-- Aim of the task --
The lines below that include the word "KeyModifiers" are to be reported.
*** Information supplied ***
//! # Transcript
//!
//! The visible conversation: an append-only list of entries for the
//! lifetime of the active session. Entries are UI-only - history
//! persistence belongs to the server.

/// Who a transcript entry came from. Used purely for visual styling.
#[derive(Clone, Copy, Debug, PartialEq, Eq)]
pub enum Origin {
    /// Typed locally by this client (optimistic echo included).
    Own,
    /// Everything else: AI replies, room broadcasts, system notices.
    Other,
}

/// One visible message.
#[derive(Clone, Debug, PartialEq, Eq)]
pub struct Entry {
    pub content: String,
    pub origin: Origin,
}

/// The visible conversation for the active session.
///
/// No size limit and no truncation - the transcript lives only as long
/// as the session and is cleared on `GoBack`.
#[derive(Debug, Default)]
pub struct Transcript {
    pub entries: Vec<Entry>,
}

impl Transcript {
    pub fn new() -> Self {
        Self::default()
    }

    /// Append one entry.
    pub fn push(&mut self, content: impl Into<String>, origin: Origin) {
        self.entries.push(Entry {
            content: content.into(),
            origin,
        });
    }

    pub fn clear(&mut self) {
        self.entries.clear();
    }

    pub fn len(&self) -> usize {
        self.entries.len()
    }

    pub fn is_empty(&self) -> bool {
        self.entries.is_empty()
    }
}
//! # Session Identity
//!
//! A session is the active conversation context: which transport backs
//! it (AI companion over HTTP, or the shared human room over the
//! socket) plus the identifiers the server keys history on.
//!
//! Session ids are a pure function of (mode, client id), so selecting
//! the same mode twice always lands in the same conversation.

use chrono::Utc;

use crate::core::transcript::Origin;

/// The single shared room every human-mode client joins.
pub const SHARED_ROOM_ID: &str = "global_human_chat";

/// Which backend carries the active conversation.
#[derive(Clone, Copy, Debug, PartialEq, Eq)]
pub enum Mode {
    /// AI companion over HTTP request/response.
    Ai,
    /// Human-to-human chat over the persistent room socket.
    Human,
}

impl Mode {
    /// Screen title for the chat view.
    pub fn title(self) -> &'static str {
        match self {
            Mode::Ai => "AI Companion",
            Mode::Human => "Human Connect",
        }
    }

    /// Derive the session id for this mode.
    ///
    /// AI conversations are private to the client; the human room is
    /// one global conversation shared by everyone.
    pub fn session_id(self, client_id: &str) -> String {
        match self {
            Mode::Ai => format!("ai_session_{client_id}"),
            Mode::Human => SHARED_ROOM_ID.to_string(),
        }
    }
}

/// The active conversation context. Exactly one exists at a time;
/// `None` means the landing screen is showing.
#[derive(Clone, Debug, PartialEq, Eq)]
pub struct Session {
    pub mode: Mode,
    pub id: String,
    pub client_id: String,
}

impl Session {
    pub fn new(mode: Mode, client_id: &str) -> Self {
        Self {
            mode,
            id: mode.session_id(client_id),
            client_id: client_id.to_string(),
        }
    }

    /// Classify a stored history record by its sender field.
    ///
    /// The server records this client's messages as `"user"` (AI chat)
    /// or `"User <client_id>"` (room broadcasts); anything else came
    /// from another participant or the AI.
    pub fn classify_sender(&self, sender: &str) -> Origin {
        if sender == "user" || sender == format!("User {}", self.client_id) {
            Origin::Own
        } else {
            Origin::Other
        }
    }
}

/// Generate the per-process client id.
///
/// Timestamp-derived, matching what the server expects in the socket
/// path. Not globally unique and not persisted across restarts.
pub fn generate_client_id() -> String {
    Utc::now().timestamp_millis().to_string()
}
*** End of Information supplied ***
*** Information supplied ***
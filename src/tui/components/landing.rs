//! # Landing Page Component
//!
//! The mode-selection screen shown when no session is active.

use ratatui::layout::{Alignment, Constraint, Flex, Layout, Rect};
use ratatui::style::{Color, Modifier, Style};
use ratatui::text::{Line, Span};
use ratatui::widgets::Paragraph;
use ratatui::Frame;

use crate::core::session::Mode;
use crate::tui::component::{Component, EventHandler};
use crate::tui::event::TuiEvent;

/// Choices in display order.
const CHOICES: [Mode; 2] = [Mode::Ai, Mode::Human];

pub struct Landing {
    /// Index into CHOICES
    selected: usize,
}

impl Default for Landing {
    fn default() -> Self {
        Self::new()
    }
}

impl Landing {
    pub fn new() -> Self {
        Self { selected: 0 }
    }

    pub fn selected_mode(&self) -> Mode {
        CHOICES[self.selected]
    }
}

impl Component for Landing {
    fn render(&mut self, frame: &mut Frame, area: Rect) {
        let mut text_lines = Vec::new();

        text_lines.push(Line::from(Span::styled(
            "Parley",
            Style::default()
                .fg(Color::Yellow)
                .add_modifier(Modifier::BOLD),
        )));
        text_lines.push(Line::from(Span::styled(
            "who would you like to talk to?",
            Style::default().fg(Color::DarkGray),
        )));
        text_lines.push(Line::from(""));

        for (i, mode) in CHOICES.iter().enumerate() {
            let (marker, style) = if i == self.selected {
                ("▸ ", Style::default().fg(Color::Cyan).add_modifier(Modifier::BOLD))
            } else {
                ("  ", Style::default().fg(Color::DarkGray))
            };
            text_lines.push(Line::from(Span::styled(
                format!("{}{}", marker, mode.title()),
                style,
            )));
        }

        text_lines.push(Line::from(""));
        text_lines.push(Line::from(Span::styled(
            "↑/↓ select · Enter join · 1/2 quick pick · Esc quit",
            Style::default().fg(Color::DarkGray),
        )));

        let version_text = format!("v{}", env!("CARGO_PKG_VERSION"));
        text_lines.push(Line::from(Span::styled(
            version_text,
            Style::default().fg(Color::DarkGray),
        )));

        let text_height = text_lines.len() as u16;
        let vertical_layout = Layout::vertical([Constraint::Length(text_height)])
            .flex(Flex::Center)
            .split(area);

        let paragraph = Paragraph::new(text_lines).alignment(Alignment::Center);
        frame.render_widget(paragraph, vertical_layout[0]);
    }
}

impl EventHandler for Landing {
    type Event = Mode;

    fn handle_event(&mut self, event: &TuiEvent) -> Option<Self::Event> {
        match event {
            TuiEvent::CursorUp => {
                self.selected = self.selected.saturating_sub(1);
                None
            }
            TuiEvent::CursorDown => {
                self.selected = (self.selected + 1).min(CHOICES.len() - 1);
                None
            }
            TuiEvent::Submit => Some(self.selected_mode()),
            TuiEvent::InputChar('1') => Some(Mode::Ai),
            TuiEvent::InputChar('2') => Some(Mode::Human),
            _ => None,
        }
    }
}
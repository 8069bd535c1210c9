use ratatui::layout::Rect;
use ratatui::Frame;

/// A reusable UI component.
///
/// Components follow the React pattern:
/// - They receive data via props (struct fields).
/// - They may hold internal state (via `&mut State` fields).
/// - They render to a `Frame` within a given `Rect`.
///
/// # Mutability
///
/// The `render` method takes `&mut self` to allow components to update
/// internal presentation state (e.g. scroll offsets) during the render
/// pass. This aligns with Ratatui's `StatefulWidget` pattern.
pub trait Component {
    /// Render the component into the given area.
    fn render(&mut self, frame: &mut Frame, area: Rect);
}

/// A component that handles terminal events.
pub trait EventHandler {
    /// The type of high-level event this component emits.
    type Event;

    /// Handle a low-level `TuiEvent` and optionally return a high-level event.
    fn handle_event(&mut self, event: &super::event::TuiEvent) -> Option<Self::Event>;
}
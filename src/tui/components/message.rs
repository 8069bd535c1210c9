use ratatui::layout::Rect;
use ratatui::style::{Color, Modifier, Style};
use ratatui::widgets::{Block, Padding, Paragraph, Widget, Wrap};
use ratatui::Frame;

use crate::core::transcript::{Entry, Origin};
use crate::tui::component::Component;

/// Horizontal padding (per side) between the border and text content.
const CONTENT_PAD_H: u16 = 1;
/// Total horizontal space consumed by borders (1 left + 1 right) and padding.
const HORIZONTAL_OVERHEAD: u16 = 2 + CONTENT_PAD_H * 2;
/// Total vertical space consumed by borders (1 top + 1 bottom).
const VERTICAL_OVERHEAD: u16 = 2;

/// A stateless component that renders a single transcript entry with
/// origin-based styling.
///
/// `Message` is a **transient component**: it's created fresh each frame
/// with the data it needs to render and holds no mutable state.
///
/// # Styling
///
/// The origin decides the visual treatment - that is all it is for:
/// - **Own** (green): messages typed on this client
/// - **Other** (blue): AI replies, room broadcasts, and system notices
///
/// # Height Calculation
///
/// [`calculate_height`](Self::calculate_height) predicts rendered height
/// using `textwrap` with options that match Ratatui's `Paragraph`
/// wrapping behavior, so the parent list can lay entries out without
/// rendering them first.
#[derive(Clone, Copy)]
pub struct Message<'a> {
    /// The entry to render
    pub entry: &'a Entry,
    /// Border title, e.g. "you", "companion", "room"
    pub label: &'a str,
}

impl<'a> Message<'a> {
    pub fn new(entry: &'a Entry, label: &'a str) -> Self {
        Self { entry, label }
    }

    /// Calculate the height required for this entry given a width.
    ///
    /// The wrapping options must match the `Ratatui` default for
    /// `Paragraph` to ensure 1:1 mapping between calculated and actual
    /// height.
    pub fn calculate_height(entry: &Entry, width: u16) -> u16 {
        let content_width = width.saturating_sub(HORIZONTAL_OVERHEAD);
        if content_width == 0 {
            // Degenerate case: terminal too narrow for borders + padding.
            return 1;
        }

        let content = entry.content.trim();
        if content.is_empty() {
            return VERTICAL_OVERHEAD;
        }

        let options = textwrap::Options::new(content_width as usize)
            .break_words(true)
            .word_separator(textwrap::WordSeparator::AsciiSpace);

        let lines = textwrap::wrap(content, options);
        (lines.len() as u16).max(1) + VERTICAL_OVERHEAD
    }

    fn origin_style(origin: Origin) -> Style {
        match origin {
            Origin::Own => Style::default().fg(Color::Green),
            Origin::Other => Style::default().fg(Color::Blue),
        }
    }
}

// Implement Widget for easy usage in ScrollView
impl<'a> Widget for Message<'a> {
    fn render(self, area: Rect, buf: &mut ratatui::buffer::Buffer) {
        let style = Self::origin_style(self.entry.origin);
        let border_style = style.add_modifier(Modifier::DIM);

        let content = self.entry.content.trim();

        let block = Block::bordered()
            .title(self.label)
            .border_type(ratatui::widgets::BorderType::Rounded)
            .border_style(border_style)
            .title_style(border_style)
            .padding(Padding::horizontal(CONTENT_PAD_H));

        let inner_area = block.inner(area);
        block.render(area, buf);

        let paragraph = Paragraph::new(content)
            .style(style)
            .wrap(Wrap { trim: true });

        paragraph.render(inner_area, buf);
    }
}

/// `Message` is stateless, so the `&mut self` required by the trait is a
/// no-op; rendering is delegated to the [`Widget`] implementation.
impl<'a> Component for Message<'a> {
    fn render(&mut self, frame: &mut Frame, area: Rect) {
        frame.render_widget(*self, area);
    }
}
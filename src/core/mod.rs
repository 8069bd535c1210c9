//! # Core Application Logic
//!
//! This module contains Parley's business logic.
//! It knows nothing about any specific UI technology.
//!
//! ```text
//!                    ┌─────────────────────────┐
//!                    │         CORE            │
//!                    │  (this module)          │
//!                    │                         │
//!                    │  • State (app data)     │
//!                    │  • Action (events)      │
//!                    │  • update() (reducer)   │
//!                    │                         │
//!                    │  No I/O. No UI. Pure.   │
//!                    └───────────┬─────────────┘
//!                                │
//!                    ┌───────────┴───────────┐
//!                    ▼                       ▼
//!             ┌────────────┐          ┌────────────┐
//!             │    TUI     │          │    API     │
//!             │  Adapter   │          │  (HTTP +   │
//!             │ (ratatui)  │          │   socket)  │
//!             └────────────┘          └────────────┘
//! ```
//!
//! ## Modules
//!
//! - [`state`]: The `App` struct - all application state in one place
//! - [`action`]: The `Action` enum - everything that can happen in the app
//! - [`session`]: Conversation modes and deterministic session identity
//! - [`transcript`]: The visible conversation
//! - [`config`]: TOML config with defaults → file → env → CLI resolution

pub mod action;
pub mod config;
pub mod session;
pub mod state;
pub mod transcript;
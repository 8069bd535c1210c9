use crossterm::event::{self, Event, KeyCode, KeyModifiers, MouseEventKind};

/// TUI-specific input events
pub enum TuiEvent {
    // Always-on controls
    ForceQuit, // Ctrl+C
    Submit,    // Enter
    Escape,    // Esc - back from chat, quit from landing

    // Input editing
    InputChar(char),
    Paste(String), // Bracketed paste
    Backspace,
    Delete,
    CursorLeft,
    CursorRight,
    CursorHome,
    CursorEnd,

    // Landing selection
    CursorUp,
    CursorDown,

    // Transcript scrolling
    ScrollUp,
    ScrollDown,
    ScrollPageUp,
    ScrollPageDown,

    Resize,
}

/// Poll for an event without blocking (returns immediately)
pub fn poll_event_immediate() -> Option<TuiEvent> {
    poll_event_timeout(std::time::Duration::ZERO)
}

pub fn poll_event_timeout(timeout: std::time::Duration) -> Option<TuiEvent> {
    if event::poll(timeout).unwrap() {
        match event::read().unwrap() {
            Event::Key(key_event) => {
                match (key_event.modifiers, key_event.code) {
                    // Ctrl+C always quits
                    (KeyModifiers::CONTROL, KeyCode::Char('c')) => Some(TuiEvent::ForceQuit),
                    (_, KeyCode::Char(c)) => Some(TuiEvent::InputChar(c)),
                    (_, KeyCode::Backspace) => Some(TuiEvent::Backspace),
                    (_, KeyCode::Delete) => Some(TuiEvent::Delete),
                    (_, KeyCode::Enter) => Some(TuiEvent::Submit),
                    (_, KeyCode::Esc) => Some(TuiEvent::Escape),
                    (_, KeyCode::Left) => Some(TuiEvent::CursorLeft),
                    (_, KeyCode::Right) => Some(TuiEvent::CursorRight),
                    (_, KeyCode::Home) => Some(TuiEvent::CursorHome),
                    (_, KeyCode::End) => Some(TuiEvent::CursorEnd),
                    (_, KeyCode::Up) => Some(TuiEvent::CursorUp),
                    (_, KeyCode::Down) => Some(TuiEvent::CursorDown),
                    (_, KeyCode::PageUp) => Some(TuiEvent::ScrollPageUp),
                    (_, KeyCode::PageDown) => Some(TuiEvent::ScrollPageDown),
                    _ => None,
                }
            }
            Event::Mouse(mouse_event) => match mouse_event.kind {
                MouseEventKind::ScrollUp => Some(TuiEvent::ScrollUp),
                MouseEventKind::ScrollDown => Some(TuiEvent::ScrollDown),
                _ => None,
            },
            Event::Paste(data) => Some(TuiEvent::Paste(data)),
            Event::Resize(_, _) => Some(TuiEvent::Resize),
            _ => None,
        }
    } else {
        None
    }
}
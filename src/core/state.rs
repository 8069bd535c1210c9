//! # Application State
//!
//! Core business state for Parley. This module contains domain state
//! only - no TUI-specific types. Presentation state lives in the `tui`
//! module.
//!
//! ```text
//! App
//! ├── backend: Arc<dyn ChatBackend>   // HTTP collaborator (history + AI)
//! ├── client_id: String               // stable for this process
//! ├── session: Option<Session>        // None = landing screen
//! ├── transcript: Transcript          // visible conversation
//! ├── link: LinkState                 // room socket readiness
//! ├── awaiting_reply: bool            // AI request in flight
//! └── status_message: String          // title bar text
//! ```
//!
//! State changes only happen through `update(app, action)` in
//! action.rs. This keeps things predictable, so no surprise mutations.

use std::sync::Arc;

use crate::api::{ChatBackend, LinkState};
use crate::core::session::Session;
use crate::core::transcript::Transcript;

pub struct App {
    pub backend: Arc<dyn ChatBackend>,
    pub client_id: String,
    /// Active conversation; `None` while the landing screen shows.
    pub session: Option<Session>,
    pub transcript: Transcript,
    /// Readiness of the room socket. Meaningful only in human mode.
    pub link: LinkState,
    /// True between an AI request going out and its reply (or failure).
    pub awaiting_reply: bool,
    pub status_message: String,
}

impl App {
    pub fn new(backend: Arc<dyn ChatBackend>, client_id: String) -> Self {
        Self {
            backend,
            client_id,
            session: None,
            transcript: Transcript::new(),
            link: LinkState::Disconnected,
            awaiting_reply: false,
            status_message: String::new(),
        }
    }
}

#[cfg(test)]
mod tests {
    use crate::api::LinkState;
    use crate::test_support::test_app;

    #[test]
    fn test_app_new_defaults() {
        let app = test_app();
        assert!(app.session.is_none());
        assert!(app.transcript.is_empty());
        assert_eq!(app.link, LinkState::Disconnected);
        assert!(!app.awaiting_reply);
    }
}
*** End of Information supplied ***
-- Response to the exercise --
use crossterm::event::{self, Event, KeyCode, KeyModifiers, MouseEventKind};
                    (KeyModifiers::CONTROL, KeyCode::Char('c')) => Some(TuiEvent::ForceQuit),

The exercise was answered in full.